On Wed, Oct 26, 2022 at 1:51 PM Yang Shi <shy828301@gmail.com> wrote:
>
> On Wed, Oct 26, 2022 at 10:32 AM Johannes Weiner <hannes@cmpxchg.org> wrote:
> >
> > On Tue, Oct 25, 2022 at 02:53:01PM -0700, Yang Shi wrote:
> > > On Tue, Oct 25, 2022 at 1:54 PM Johannes Weiner <hannes@cmpxchg.org> wrote:
> > > >
> > > > On Tue, Oct 25, 2022 at 12:40:15PM -0700, Yang Shi wrote:
> > > > > On Tue, Oct 25, 2022 at 10:05 AM Johannes Weiner <hannes@cmpxchg.org> wrote:
> > > > > >
> > > > > > Direct reclaim stats are useful for identifying a potential source for
> > > > > > application latency, as well as spotting issues with kswapd. However,
> > > > > > khugepaged currently distorts the picture: as a kernel thread it
> > > > > > doesn't impose allocation latencies on userspace, and it explicitly
> > > > > > opts out of kswapd reclaim. Its activity showing up in the direct
> > > > > > reclaim stats is misleading. Counting it as kswapd reclaim could also
> > > > > > cause confusion when trying to understand actual kswapd behavior.
> > > > > >
> > > > > > Break out khugepaged from the direct reclaim counters into new
> > > > > > pgsteal_khugepaged, pgdemote_khugepaged, pgscan_khugepaged counters.
> > > > > >
> > > > > > Test with a huge executable (CONFIG_READ_ONLY_THP_FOR_FS):
> > > > > >
> > > > > > pgsteal_kswapd 1342185
> > > > > > pgsteal_direct 0
> > > > > > pgsteal_khugepaged 3623
> > > > > > pgscan_kswapd 1345025
> > > > > > pgscan_direct 0
> > > > > > pgscan_khugepaged 3623
> > > > >
> > > > > There are other kernel threads or works may allocate memory then
> > > > > trigger memory reclaim, there may be similar problems for them and
> > > > > someone may try to add a new stat. So how's about we make the stats
> > > > > more general, for example, call it "pg{steal|scan}_kthread"?
> > > >
> > > > I'm not convinved that's a good idea.
> > > >
> > > > Can you generally say that userspace isn't indirectly waiting for one
> > > > of those allocating threads? With khugepaged, we know.
> > >
> > > AFAIK, ksm may do slab allocation with __GFP_DIRECT_RECLAIM.
> >
> > Right, but ksm also uses __GFP_KSWAPD_RECLAIM. So while userspace
> > isn't directly waiting for ksm, when ksm enters direct reclaim it's
> > because kswapd failed. This is of interest to kernel developers.
> > Userspace will likely see direct reclaim in that scenario as well, so
> > the ksm direct reclaim counts aren't liable to confuse users.
> >
> > Khugepaged on the other hand will *always* reclaim directly, even if
> > there is no memory pressure or kswapd failure.
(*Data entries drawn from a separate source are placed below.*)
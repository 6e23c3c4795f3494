//! Storage representation of a user and the mapping to and from the domain
//!
//! [`UserRow`] tracks `NULL` explicitly for the nullable columns. The domain
//! [`User`] uses "empty means unset" instead; the conversion happens here and
//! nowhere else.

use chrono::{DateTime, Utc};
use uuid::Uuid;

use super::session::SqlValue;
use crate::models::{is_unset, normalize_email, User, UNSET_TIMESTAMP};

/// Table holding users
pub const USERS_TABLE: &str = "users";

/// Column names of the users table, in select order
pub mod columns {
    /// Identity
    pub const ID: &str = "id";
    /// Normalized email
    pub const EMAIL: &str = "email";
    /// Display name
    pub const USERNAME: &str = "username";
    /// Nullable full name
    pub const FULL_NAME: &str = "full_name";
    /// Creation time
    pub const CREATED_AT: &str = "created_at";
    /// Nullable last login time
    pub const LAST_LOGIN: &str = "last_login";
    /// Active flag
    pub const IS_ACTIVE: &str = "is_active";

    /// All columns in select order
    pub const ALL: [&str; 7] = [
        ID, EMAIL, USERNAME, FULL_NAME, CREATED_AT, LAST_LOGIN, IS_ACTIVE,
    ];
}

/// One row of the users table
#[derive(Debug, Clone, PartialEq, Eq, sqlx::FromRow)]
pub struct UserRow {
    pub id: Uuid,
    pub email: String,
    pub username: String,
    pub full_name: Option<String>,
    pub created_at: DateTime<Utc>,
    pub last_login: Option<DateTime<Utc>>,
    pub is_active: bool,
}

impl UserRow {
    /// Columns and values to write on insert
    ///
    /// A nil id or an unset creation time is left out so the column default
    /// assigned by the store applies.
    pub fn insert_values(&self) -> Vec<(&'static str, SqlValue)> {
        let mut values = Vec::with_capacity(columns::ALL.len());
        if !self.id.is_nil() {
            values.push((columns::ID, SqlValue::from(self.id)));
        }
        values.push((columns::EMAIL, SqlValue::from(self.email.clone())));
        values.push((columns::USERNAME, SqlValue::from(self.username.clone())));
        values.push((columns::FULL_NAME, SqlValue::from(self.full_name.clone())));
        if !is_unset(&self.created_at) {
            values.push((columns::CREATED_AT, SqlValue::from(self.created_at)));
        }
        values.push((columns::LAST_LOGIN, SqlValue::from(self.last_login)));
        values.push((columns::IS_ACTIVE, SqlValue::from(self.is_active)));
        values
    }
}

/// Map a domain user to its storage row
///
/// The email is normalized; an empty full name and an unset last login become
/// `NULL`.
pub fn to_storage(user: &User) -> UserRow {
    UserRow {
        id: user.id,
        email: normalize_email(&user.email),
        username: user.username.clone(),
        full_name: Some(user.full_name.clone()).filter(|name| !name.is_empty()),
        created_at: user.created_at,
        last_login: Some(user.last_login).filter(|ts| !is_unset(ts)),
        is_active: user.is_active,
    }
}

/// Map a storage row back to the domain user
pub fn from_storage(row: UserRow) -> User {
    User {
        id: row.id,
        email: row.email,
        username: row.username,
        full_name: row.full_name.unwrap_or_default(),
        created_at: row.created_at,
        last_login: row.last_login.unwrap_or(UNSET_TIMESTAMP),
        is_active: row.is_active,
    }
}

impl From<&User> for UserRow {
    fn from(user: &User) -> Self {
        to_storage(user)
    }
}

impl From<UserRow> for User {
    fn from(row: UserRow) -> Self {
        from_storage(row)
    }
}
//! User repository: the capability, its building blocks and two backends
//!
//! Both backends implement [`UserRepository`] over the same [`Session`] and
//! produce identical results for identical inputs:
//!
//! - [`native::NativeUserRepository`] assembles SQL text from the predicates
//!   produced by [`predicate::translate`]
//! - [`schema::SchemaUserRepository`] builds statements from a typed
//!   description of the `users` table with `sea-query`
//!
//! Sort requests go through [`order::resolve`] in both cases, and rows are
//! mapped with [`row::from_storage`].

mod error;
pub mod native;
pub mod order;
pub mod predicate;
pub mod row;
pub mod schema;
pub mod session;
mod traits;

pub use error::{RepositoryError, RepositoryErrorKind, RepositoryOperation};
pub use order::{OrderBy, SortColumn};
pub use predicate::Predicate;
pub use row::UserRow;
pub use session::{Session, SqlValue, Statement};
pub use traits::{RepositoryResult, UserRepository};

use crate::error::{DatabaseError, DatabaseErrorKind};
use crate::models::User;

/// Entity name used in error context
pub(crate) const USER_ENTITY: &str = "User";

/// Map a session failure for `operation`
///
/// Unique violations on create carry the offending email as entity context.
pub(crate) fn store_error(
    operation: RepositoryOperation,
    error: DatabaseError,
    email: Option<&str>,
) -> RepositoryError {
    tracing::warn!(
        operation = %operation,
        kind = %error.kind,
        "store call failed: {}",
        error.message
    );

    let unique = error.kind == DatabaseErrorKind::UniqueViolation;
    let mapped = RepositoryError::from(error).with_operation(operation);
    match email {
        Some(email) if unique => mapped.with_entity(USER_ENTITY, email),
        _ => mapped,
    }
}

/// Turn the single-row result of a lookup into a user or `NotFound`
pub(crate) fn expect_user(
    operation: RepositoryOperation,
    row: Option<UserRow>,
    key: impl Into<String>,
) -> RepositoryResult<User> {
    match row {
        Some(row) => Ok(row::from_storage(row)),
        None => Err(RepositoryError::not_found(USER_ENTITY, key).with_operation(operation)),
    }
}

/// Normalize the email handed to `find_by_email`, rejecting blank input
pub(crate) fn lookup_email(email: &str) -> RepositoryResult<String> {
    let normalized = crate::models::normalize_email(email);
    if normalized.is_empty() {
        return Err(RepositoryError::invalid_argument(
            RepositoryOperation::FindByEmail,
            "email must not be empty",
        ));
    }
    Ok(normalized)
}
The direct reclaim
> > counts there are misleading to both developers and users.
> >
> > What it really should be is pgscan_nokswapd_nouserprocesswaiting, but
> > that just seems kind of long ;-)
> >
> > I'm also not sure anybody but khugepaged is doing direct reclaim
> > without kswapd reclaim. It seems unlikely we'll get more of those.
>
> IIUC you actually don't care about how many direct reclaim are
> triggered by khugepaged, but you would like to separate the direct
> reclaim stats between that are triggered directly by userspace
> actions, which may stall userspace, and that aren't, which don't stall
> userspace. If so it doesn't sound that important to distinguish
> whether the direct reclaim are triggered by khugepaged or other kernel
> threads even though other kthreads are not liable to confuse users
> IMHO.

My 2c, if we care about direct reclaim as in reclaim that may stall
user space application allocations, then there are other reclaim
contexts that may pollute the direct reclaim stats. For instance,
proactive reclaim, or reclaim done by writing a limit lower than the
current usage to memory.max or memory.high, as they are not done in
the context of the application allocating memory.
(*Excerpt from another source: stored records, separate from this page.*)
//! The session collaborator both backends execute statements through
//!
//! A [`Session`] runs one parameterized [`Statement`] and maps the result into
//! [`UserRow`]s. Backends only build statements; connection handling, binding
//! and timeouts belong to the session. Dropping the returned future cancels
//! the statement, and sessions never retry on their own.

use std::fmt;
use std::future::Future;

use chrono::{DateTime, Utc};
use uuid::Uuid;

use super::row::UserRow;
use crate::error::DatabaseError;

/// A bound statement parameter
///
/// Every variant is nullable so `NULL` keeps its SQL type when bound.
#[derive(Debug, Clone, PartialEq, Eq)]
pub enum SqlValue {
    /// `uuid`
    Uuid(Option<Uuid>),
    /// `text` / `varchar`
    Text(Option<String>),
    /// `boolean`
    Bool(Option<bool>),
    /// `timestamptz`
    Timestamp(Option<DateTime<Utc>>),
    /// `bigint`
    BigInt(Option<i64>),
}

impl SqlValue {
    /// `true` when the value is SQL `NULL`
    pub fn is_null(&self) -> bool {
        match self {
            Self::Uuid(v) => v.is_none(),
            Self::Text(v) => v.is_none(),
            Self::Bool(v) => v.is_none(),
            Self::Timestamp(v) => v.is_none(),
            Self::BigInt(v) => v.is_none(),
        }
    }
}

impl From<Uuid> for SqlValue {
    fn from(v: Uuid) -> Self {
        Self::Uuid(Some(v))
    }
}

impl From<String> for SqlValue {
    fn from(v: String) -> Self {
        Self::Text(Some(v))
    }
}

impl From<&str> for SqlValue {
    fn from(v: &str) -> Self {
        Self::Text(Some(v.to_string()))
    }
}

impl From<Option<String>> for SqlValue {
    fn from(v: Option<String>) -> Self {
        Self::Text(v)
    }
}

impl From<bool> for SqlValue {
    fn from(v: bool) -> Self {
        Self::Bool(Some(v))
    }
}

impl From<DateTime<Utc>> for SqlValue {
    fn from(v: DateTime<Utc>) -> Self {
        Self::Timestamp(Some(v))
    }
}

impl From<Option<DateTime<Utc>>> for SqlValue {
    fn from(v: Option<DateTime<Utc>>) -> Self {
        Self::Timestamp(v)
    }
}

impl From<i64> for SqlValue {
    fn from(v: i64) -> Self {
        Self::BigInt(Some(v))
    }
}

/// Final statement text with PostgreSQL `$n` placeholders and its parameters
#[derive(Debug, Clone, PartialEq, Eq)]
pub struct Statement {
    /// SQL text
    pub sql: String,
    /// Parameters, `params[0]` binds `$1`
    pub params: Vec<SqlValue>,
}

impl Statement {
    /// Create a statement
    pub fn new(sql: impl Into<String>, params: Vec<SqlValue>) -> Self {
        Self {
            sql: sql.into(),
            params,
        }
    }
}

impl fmt::Display for Statement {
    fn fmt(&self, f: &mut fmt::Formatter<'_>) -> fmt::Result {
        write!(f, "{} -- {} param(s)", self.sql, self.params.len())
    }
}

/// Executes statements against the store
///
/// Implementations must be safe to share between concurrent callers.
pub trait Session: Send + Sync {
    /// Run a statement expected to yield zero or one row
    fn fetch_optional(
        &self,
        statement: Statement,
    ) -> impl Future<Output = Result<Option<UserRow>, DatabaseError>> + Send;

    /// Run a statement yielding any number of rows
    fn fetch_all(
        &self,
        statement: Statement,
    ) -> impl Future<Output = Result<Vec<UserRow>, DatabaseError>> + Send;
}

impl<S: Session> Session for &S {
    fn fetch_optional(
        &self,
        statement: Statement,
    ) -> impl Future<Output = Result<Option<UserRow>, DatabaseError>> + Send {
        (**self).fetch_optional(statement)
    }

    fn fetch_all(
        &self,
        statement: Statement,
    ) -> impl Future<Output = Result<Vec<UserRow>, DatabaseError>> + Send {
        (**self).fetch_all(statement)
    }
}

impl<S: Session> Session for std::sync::Arc<S> {
    fn fetch_optional(
        &self,
        statement: Statement,
    ) -> impl Future<Output = Result<Option<UserRow>, DatabaseError>> + Send {
        (**self).fetch_optional(statement)
    }

    fn fetch_all(
        &self,
        statement: Statement,
    ) -> impl Future<Output = Result<Vec<UserRow>, DatabaseError>> + Send {
        (**self).fetch_all(statement)
    }
}
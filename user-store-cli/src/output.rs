use colored::Colorize;

use user_store::models::{is_unset, User};

fn timestamp(ts: &chrono::DateTime<chrono::Utc>) -> String {
    if is_unset(ts) {
        "-".to_string()
    } else {
        ts.format("%Y-%m-%d %H:%M:%S").to_string()
    }
}

fn or_dash(value: &str) -> &str {
    if value.is_empty() {
        "-"
    } else {
        value
    }
}

pub fn print_user(label: &str, user: &User) {
    println!("\n{}", label.cyan().bold());
    println!("  {:<11} {}", "id".dimmed(), user.id);
    println!("  {:<11} {}", "email".dimmed(), user.email);
    println!("  {:<11} {}", "username".dimmed(), user.username);
    println!("  {:<11} {}", "full name".dimmed(), or_dash(&user.full_name));
    println!("  {:<11} {}", "created".dimmed(), timestamp(&user.created_at));
    println!("  {:<11} {}", "last login".dimmed(), timestamp(&user.last_login));
    println!(
        "  {:<11} {}",
        "active".dimmed(),
        if user.is_active {
            "yes".green()
        } else {
            "no".red()
        }
    );
}

pub fn print_table(users: &[User]) {
    if users.is_empty() {
        println!("  {}", "no users".dimmed());
        return;
    }

    println!(
        "  {:<36}  {:<30}  {:<20}  {:<19}  {}",
        "ID".bold(),
        "EMAIL".bold(),
        "USERNAME".bold(),
        "CREATED".bold(),
        "ACTIVE".bold()
    );
    for user in users {
        println!(
            "  {:<36}  {:<30}  {:<20}  {:<19}  {}",
            user.id,
            user.email,
            user.username,
            timestamp(&user.created_at),
            if user.is_active { "yes" } else { "no" }
        );
    }
}
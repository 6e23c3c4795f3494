//! Random demo users

use chrono::{Duration, Utc};
use rand::distr::Alphanumeric;
use rand::seq::IndexedRandom;
use rand::Rng;

use user_store::models::User;

const DOMAINS: [&str; 5] = ["example.com", "test.org", "demo.net", "mail.io", "sample.dev"];

const FIRST_NAMES: [&str; 8] = [
    "Alice", "Bruno", "Chidi", "Dana", "Emeka", "Farah", "Goran", "Hana",
];

const LAST_NAMES: [&str; 8] = [
    "Ito", "Jensen", "Kowalski", "Lopez", "Mensah", "Novak", "Okafor", "Petrov",
];

fn token<R: Rng + ?Sized>(rng: &mut R, len: usize) -> String {
    rng.sample_iter(&Alphanumeric)
        .take(len)
        .map(char::from)
        .collect::<String>()
        .to_lowercase()
}

/// A random, probably unique email address
pub fn email<R: Rng + ?Sized>(rng: &mut R) -> String {
    let domain = DOMAINS.choose(rng).copied().unwrap_or(DOMAINS[0]);
    format!("{}@{}", token(rng, 10), domain)
}

/// A random user with a full name, a recent login and a random active flag
pub fn user<R: Rng + ?Sized>(rng: &mut R) -> User {
    let first = FIRST_NAMES.choose(rng).copied().unwrap_or(FIRST_NAMES[0]);
    let last = LAST_NAMES.choose(rng).copied().unwrap_or(LAST_NAMES[0]);
    let username = format!("{}_{}", first.to_lowercase(), token(rng, 4));
    let last_login = Utc::now() - Duration::minutes(rng.random_range(1..=60 * 24 * 30));

    User::new(email(rng), username)
        .with_full_name(format!("{} {}", first, last))
        .with_last_login(last_login)
        .active(rng.random_bool(0.5))
}
//! The user domain entity

use chrono::{DateTime, Utc};
use serde::{Deserialize, Serialize};
use uuid::Uuid;

/// Timestamp value that stands for "never set" on the domain side
///
/// Nullable timestamp columns map to this value when they are `NULL`, and a
/// field holding it is written back as `NULL`. It lies before the earliest
/// instant PostgreSQL can store, so no real timestamp collides with it.
pub const UNSET_TIMESTAMP: DateTime<Utc> = DateTime::<Utc>::MIN_UTC;

/// Normalize an email address for storage and comparison
///
/// Emails are trimmed and lowercased everywhere they are written or compared,
/// so two addresses differing only in case or surrounding whitespace refer to
/// the same user.
///
/// # Example
///
/// ```rust
/// use user_store::models::normalize_email;
///
/// assert_eq!(normalize_email("  User@Test.ORG "), "user@test.org");
/// ```
#[must_use]
pub fn normalize_email(email: &str) -> String {
    email.trim().to_lowercase()
}

/// Returns `true` when the timestamp is the unset marker
#[must_use]
pub fn is_unset(ts: &DateTime<Utc>) -> bool {
    *ts == UNSET_TIMESTAMP
}

/// A user record
///
/// Optional attributes use the "empty means unset" convention: an empty
/// `full_name` and an [`UNSET_TIMESTAMP`] `last_login` are stored as `NULL`.
///
/// # Example
///
/// ```rust
/// use user_store::models::User;
///
/// let user = User::new("Alice@Example.com", "alice")
///     .with_full_name("Alice Liddell")
///     .active(true);
///
/// assert_eq!(user.username, "alice");
/// assert!(user.is_active);
/// assert!(!user.has_logged_in());
/// ```
#[derive(Debug, Clone, PartialEq, Eq, Serialize, Deserialize)]
pub struct User {
    /// Unique identity, immutable after creation
    pub id: Uuid,
    /// Unique, case-insensitive email address
    pub email: String,
    /// Display name, not unique
    pub username: String,
    /// Full name, empty when unknown
    pub full_name: String,
    /// Creation time, set once
    pub created_at: DateTime<Utc>,
    /// Last login time, [`UNSET_TIMESTAMP`] when the user never logged in
    pub last_login: DateTime<Utc>,
    /// Whether the account is active
    pub is_active: bool,
}

impl User {
    /// Create a user with a fresh random identity
    ///
    /// `created_at` is left unset so the store assigns it on insert.
    pub fn new(email: impl Into<String>, username: impl Into<String>) -> Self {
        Self {
            id: Uuid::new_v4(),
            email: email.into(),
            username: username.into(),
            full_name: String::new(),
            created_at: UNSET_TIMESTAMP,
            last_login: UNSET_TIMESTAMP,
            is_active: false,
        }
    }

    /// Set the full name
    #[must_use]
    pub fn with_full_name(mut self, full_name: impl Into<String>) -> Self {
        self.full_name = full_name.into();
        self
    }

    /// Set the creation time explicitly
    #[must_use]
    pub fn with_created_at(mut self, created_at: DateTime<Utc>) -> Self {
        self.created_at = created_at;
        self
    }

    /// Set the last login time
    #[must_use]
    pub fn with_last_login(mut self, last_login: DateTime<Utc>) -> Self {
        self.last_login = last_login;
        self
    }

    /// Set the active flag
    #[must_use]
    pub fn active(mut self, is_active: bool) -> Self {
        self.is_active = is_active;
        self
    }

    /// Whether a last login time is recorded
    pub fn has_logged_in(&self) -> bool {
        !is_unset(&self.last_login)
    }
}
At Google, we have some internal direct reclaim memcg statistics, and
the way we handle this is by passing a flag from such contexts to
try_to_free_mem_cgroup_pages() in the reclaim_options arg. This flag
is echod into a scan_struct bit, which we then use to filter out
direct reclaim operations that actually cause latencies in user space
allocations.

Perhaps something similar might be more generic here? I am not sure
what context khugepaged reclaims memory from, but I think it's not a
memcg context, so maybe we want to generalize the reclaim_options arg
to try_to_free_pages() or whatever interface khugepaged uses to free
memory.

>
> >
> > > Some device mapper drivers may do heavy lift in the work queue, for
> > > example, dm-crypt, particularly for writing.
> >
> > Userspace will wait for those through dirty throttling. We'd want to
>
> Not guaranteed.
>
> Anyway I just thought pgscan_khugepaged might be more confusing for
> the users even the developers who are not familiar with
> THP/khugepaged.
>
> > know about kswapd failures in that case - again, without them being
> > muddied by khugepaged.
> >
> > > > And those other allocations are usually ___GFP_KSWAPD_RECLAIM, so if
> > > > they do direct reclaim, we'd probably want to know that kswapd is
> > > > failing to keep up (doubly so if userspace is waiting). In a shared
> > > > kthread counter, khugepaged would again muddy the waters.
>